== Data extracts

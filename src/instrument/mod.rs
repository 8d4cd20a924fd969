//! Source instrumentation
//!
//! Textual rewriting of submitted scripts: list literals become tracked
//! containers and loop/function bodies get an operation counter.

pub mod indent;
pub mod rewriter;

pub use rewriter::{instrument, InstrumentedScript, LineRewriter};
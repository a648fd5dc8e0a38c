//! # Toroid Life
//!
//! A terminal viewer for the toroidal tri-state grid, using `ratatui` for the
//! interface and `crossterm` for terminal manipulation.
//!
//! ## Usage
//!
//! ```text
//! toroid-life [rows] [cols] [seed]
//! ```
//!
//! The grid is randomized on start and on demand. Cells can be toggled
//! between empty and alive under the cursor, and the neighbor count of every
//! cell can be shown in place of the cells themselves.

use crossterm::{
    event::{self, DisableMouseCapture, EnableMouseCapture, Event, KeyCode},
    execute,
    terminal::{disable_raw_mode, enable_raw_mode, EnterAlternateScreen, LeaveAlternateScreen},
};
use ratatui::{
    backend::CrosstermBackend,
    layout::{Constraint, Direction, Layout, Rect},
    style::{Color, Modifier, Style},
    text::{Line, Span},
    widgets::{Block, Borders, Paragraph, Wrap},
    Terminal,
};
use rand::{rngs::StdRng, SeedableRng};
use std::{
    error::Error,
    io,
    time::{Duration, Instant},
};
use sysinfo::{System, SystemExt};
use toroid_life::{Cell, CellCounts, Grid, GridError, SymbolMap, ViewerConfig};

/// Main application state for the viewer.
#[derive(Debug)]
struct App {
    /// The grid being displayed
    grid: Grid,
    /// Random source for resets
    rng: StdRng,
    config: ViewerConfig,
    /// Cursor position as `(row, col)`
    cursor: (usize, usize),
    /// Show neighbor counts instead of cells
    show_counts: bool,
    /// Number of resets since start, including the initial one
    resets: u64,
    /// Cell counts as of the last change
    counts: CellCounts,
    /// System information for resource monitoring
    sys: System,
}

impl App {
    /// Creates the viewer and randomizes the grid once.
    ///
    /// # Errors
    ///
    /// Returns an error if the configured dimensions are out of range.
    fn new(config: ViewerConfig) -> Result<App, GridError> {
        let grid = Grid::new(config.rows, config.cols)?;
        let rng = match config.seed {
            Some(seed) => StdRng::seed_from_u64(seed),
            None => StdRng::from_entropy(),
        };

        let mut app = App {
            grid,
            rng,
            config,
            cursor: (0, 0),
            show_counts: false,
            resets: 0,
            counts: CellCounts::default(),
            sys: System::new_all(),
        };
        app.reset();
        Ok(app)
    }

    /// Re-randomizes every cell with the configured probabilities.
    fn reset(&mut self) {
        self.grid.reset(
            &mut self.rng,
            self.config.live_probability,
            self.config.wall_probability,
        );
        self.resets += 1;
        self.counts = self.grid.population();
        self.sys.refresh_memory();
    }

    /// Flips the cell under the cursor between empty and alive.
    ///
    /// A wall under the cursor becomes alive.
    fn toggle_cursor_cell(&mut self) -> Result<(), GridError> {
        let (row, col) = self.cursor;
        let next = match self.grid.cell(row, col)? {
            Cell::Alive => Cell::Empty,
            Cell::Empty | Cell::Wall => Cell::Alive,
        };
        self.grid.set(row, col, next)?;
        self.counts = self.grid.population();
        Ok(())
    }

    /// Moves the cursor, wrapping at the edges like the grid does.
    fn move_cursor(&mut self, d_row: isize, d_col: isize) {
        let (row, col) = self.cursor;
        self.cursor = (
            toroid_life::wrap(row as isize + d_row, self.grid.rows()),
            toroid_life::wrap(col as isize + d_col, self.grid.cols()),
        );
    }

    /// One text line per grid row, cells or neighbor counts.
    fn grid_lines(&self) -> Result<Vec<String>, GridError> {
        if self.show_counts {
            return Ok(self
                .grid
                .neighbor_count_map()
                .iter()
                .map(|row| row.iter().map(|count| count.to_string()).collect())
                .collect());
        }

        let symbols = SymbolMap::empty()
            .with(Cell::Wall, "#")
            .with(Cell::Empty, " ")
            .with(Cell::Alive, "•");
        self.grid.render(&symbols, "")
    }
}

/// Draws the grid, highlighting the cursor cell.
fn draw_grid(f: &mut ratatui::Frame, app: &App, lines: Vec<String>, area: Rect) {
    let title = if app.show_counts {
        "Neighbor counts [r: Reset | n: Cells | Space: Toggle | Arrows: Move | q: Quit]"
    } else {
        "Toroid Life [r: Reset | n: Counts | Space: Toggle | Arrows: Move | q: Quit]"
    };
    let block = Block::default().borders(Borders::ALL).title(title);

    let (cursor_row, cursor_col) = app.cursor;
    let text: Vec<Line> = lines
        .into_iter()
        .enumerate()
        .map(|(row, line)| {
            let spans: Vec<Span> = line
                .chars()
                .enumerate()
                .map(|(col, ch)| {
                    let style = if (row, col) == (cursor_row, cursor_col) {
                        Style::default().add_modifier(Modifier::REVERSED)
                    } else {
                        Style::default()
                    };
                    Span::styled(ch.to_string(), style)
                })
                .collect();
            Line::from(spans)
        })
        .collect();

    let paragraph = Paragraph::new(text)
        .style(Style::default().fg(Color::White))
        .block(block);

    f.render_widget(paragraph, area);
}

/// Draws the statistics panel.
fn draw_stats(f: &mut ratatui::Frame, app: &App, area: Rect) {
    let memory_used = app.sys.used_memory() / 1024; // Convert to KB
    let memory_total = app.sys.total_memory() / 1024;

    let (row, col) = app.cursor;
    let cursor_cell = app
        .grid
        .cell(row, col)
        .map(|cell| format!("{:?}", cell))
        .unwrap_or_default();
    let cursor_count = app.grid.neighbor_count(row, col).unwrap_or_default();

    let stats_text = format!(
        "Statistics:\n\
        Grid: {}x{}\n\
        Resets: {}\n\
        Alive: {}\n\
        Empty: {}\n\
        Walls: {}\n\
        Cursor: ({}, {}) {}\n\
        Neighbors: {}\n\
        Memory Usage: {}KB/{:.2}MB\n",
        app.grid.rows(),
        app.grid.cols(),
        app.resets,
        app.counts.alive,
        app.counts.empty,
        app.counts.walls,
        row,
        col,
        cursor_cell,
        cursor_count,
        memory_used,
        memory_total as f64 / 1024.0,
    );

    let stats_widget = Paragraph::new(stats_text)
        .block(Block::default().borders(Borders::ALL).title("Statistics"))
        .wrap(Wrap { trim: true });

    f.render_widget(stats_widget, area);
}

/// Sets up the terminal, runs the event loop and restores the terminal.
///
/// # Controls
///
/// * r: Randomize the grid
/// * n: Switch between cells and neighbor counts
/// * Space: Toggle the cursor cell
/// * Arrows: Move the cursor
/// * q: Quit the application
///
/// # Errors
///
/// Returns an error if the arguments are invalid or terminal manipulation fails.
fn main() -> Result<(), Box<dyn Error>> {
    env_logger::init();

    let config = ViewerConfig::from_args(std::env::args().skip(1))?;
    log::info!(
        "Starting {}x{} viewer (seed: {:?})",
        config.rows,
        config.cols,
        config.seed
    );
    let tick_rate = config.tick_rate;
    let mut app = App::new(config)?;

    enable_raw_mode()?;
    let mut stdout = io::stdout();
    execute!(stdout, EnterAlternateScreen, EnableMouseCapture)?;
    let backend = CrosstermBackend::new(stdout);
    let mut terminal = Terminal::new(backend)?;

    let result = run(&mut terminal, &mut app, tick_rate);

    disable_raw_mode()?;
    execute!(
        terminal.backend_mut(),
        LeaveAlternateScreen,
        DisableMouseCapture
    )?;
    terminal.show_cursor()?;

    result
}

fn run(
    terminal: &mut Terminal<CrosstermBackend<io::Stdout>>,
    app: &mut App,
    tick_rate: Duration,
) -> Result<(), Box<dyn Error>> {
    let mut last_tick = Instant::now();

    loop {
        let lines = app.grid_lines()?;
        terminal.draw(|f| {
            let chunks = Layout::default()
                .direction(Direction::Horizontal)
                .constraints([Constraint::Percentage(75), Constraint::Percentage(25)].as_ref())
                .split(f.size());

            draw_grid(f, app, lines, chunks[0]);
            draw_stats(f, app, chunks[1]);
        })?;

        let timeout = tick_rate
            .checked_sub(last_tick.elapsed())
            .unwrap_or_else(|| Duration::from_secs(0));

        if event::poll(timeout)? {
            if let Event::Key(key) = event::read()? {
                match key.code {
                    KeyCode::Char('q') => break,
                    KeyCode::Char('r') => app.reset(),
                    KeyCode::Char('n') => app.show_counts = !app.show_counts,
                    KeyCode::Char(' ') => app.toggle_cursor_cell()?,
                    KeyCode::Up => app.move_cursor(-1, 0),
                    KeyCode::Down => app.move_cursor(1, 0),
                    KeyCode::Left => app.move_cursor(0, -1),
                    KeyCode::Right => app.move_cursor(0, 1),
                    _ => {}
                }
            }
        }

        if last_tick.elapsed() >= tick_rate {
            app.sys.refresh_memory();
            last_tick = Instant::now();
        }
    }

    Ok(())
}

====

**Task to complete:**
Write out exactly the lines from the one with "if last_tick.elapsed() >= tick_rate" through the end of the records above, both ends included, and leave out all other lines.

**Reply to the exercise:**
        if last_tick.elapsed() >= tick_rate {
            app.sys.refresh_memory();
            last_tick = Instant::now();
        }
    }

    Ok(())
}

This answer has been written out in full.